WER KEIN EXPERTE IST, BEKOMMT KEINEN FUSS MEHR AUF DEN BODEN

Der Fake an sich ist keine neue Erfindung. Seit jeher geben Menschen vor etwas zu sein, wovon nicht sicher ist, ob sie es einlösen können. Die Inszenierung hat nicht Shakespeare erfunden, sondern ein Mensch, der in seiner Umgebung eine bestimmte Rolle einzunehmen hatte. Auch umgekehrt war es schon immer so: Menschen haben anderen Menschen aufgrund dieser Inszenierung Vertrauen geschenkt. Die Kulturtechnik Fake besteht aus dem Wechselspiel von Zutrauen und Vertrauen. „Der wird das schon richtig machen, immerhin ist er der Arzt!“ „Ihr vertrauen wir, sie ist die Staranwältin!“ „Auf ihn verlassen wir uns, er ist der Kapitän!“ „Sie ist die beste Projektmanagerin, die es für dieses Vorhaben gibt!“
Zu diesem Schein gehören übrigens nicht nur die entsprechende Kleidung und vielfältige Statussymbole, sondern auch ganz bestimmte Rituale.
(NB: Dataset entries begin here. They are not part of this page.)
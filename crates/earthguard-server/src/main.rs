mod api;
mod middleware;

use earthguard_core::Directory;
use earthguard_gemini::{ChatGateway, GeminiClient};
use tracing_subscriber::EnvFilter;

use crate::api::{build_app, AppState};

#[tokio::main]
async fn main() -> anyhow::Result<()> {
    let config = earthguard_core::load_app_config()?;
    let env_filter = EnvFilter::try_from_default_env()
        .or_else(|_| EnvFilter::try_new(config.log_level.clone()))?;
    tracing_subscriber::fmt().with_env_filter(env_filter).init();

    let directory = Directory::from_config(&config)?;
    tracing::info!(
        facilities = directory.records().len(),
        source = %config
            .facilities_path
            .as_deref()
            .map_or_else(|| "bundled".to_string(), |p| p.display().to_string()),
        "facility directory loaded"
    );

    let chat = match config.gemini_api_key.as_deref() {
        Some(api_key) => {
            let client = GeminiClient::with_base_url(
                api_key,
                &config.gemini_model,
                config.gemini_timeout_secs,
                &config.gemini_base_url,
            )?;
            tracing::info!(model = client.model(), "chat assistant enabled");
            Some(ChatGateway::new(client))
        }
        None => {
            tracing::warn!("GEMINI_API_KEY not set; chat endpoint will answer 503");
            None
        }
    };

    let app = build_app(AppState::new(directory, chat));

    let listener = tokio::net::TcpListener::bind(config.bind_addr).await?;
    tracing::info!(addr = %config.bind_addr, env = %config.env, "earthguard server listening");
    axum::serve(listener, app)
        .with_graceful_shutdown(shutdown_signal())
        .await?;
    Ok(())
}

async fn shutdown_signal() {
    let ctrl_c = async {
        if let Err(e) = tokio::signal::ctrl_c().await {
            tracing::error!(error = %e, "failed to listen for ctrl-c");
            std::future::pending::<()>().await;
        }
    };

    #[cfg(unix)]
    let terminate = async {
        match tokio::signal::unix::signal(tokio::signal::unix::SignalKind::terminate()) {
            Ok(mut signal) => {
                signal.recv().await;
            }
            Err(e) => {
                tracing::error!(error = %e, "failed to install SIGTERM handler");
                std::future::pending::<()>().await;
            }
        }
    };

    #[cfg(not(unix))]
    let terminate = std::future::pending::<()>();

    tokio::select! {
        () = ctrl_c => {},
        () = terminate => {},
    }

    tracing::info!("received shutdown signal, starting graceful shutdown");
}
Wer beispielsweise in einer Arztpraxis lange im Wartezimmer gewartet hat, schließlich ins Arztzimmer gebeten wird und noch einmal warten muss, bis der Arzt dann endlich auch erscheint, der fühlt: Ich bin hier nicht der Maler, sondern die Leinwand. Gleich ist es so weit, der Herr Doktor kommt. Er schenkt mir seine wertvolle Zeit. Nur er kann mir helfen!
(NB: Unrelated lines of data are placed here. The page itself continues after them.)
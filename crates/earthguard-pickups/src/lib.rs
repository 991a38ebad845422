//! Typed client for the EarthGuard pickup API.
//!
//! The API is the collaborator of record for scheduled pickups; see
//! [`PickupClient`] for the three operations it exposes.

pub mod client;
pub mod error;
pub mod types;

pub use client::PickupClient;
pub use error::PickupApiError;
pub use types::{CancelAck, NewPickup, PickupRecord};
use serde::{Deserialize, Serialize};

#[derive(Debug, Clone, Copy, PartialEq, Eq, Serialize, Deserialize)]
#[serde(rename_all = "lowercase")]
pub enum ChatRole {
    User,
    Assistant,
}

/// One entry of a conversation transcript. Identified only by position.
#[derive(Debug, Clone, PartialEq, Eq, Serialize, Deserialize)]
pub struct ChatMessage {
    pub role: ChatRole,
    pub content: String,
    #[serde(default)]
    pub is_error: bool,
}

impl ChatMessage {
    #[must_use]
    pub fn user(content: impl Into<String>) -> Self {
        Self {
            role: ChatRole::User,
            content: content.into(),
            is_error: false,
        }
    }

    /// A Markdown answer from the assistant.
    #[must_use]
    pub fn assistant(content: impl Into<String>) -> Self {
        Self {
            role: ChatRole::Assistant,
            content: content.into(),
            is_error: false,
        }
    }

    /// An assistant entry flagged as a failure notice.
    #[must_use]
    pub fn assistant_error(content: impl Into<String>) -> Self {
        Self {
            role: ChatRole::Assistant,
            content: content.into(),
            is_error: true,
        }
    }
}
Zum Fake gehören immer beide Seiten: einer, der dank seiner Uniform und seines Auftretens den Anschein erweckt, als könne er das, was er tut. Und einer, der dem Gegenüber mit dem richtigen Auftreten, dem richtigen Habitus, den richtigen Ritualen zutraut, das gut zu können, wofür er ihn braucht, ihn engagiert, sich ihm anvertraut. Verantwortungsgefühl auf der einen Seite, Vertrauen auf der anderen: Das ist der gesellschaftliche Nährboden für den Fake.
Unsere Arbeitswelt spezialisiert und subspezialisiert sich immer stärker. In meinem Bereich, dem Gesundheitswesen, ist das ganz offensichtlich. Vor wenigen Jahren gab es noch Allgemeinchirurgen oder Allgemeininternisten. Heute gibt es nur noch Kniechirurgen, Handchirurgen, Wirbelsäulenchirurgen, Rheumatologen, Kardiologen oder Nephrologen. Und das ist auch kein Wunder: Unser Wissen verdoppelt sich alle vier bis fünf Jahre. Nicht nur das der Mediziner, sondern auch das aller anderen Fachrichtungen. Als arbeitender Mensch haben Sie genau zwei Möglichkeiten: Entweder Sie verdoppeln Ihr Fachwissen ebenfalls alle vier bis fünf Jahre – zeigen Sie mir den, der das schafft, und ich gebe Ihnen einen aus! – oder Sie spezialisieren sich.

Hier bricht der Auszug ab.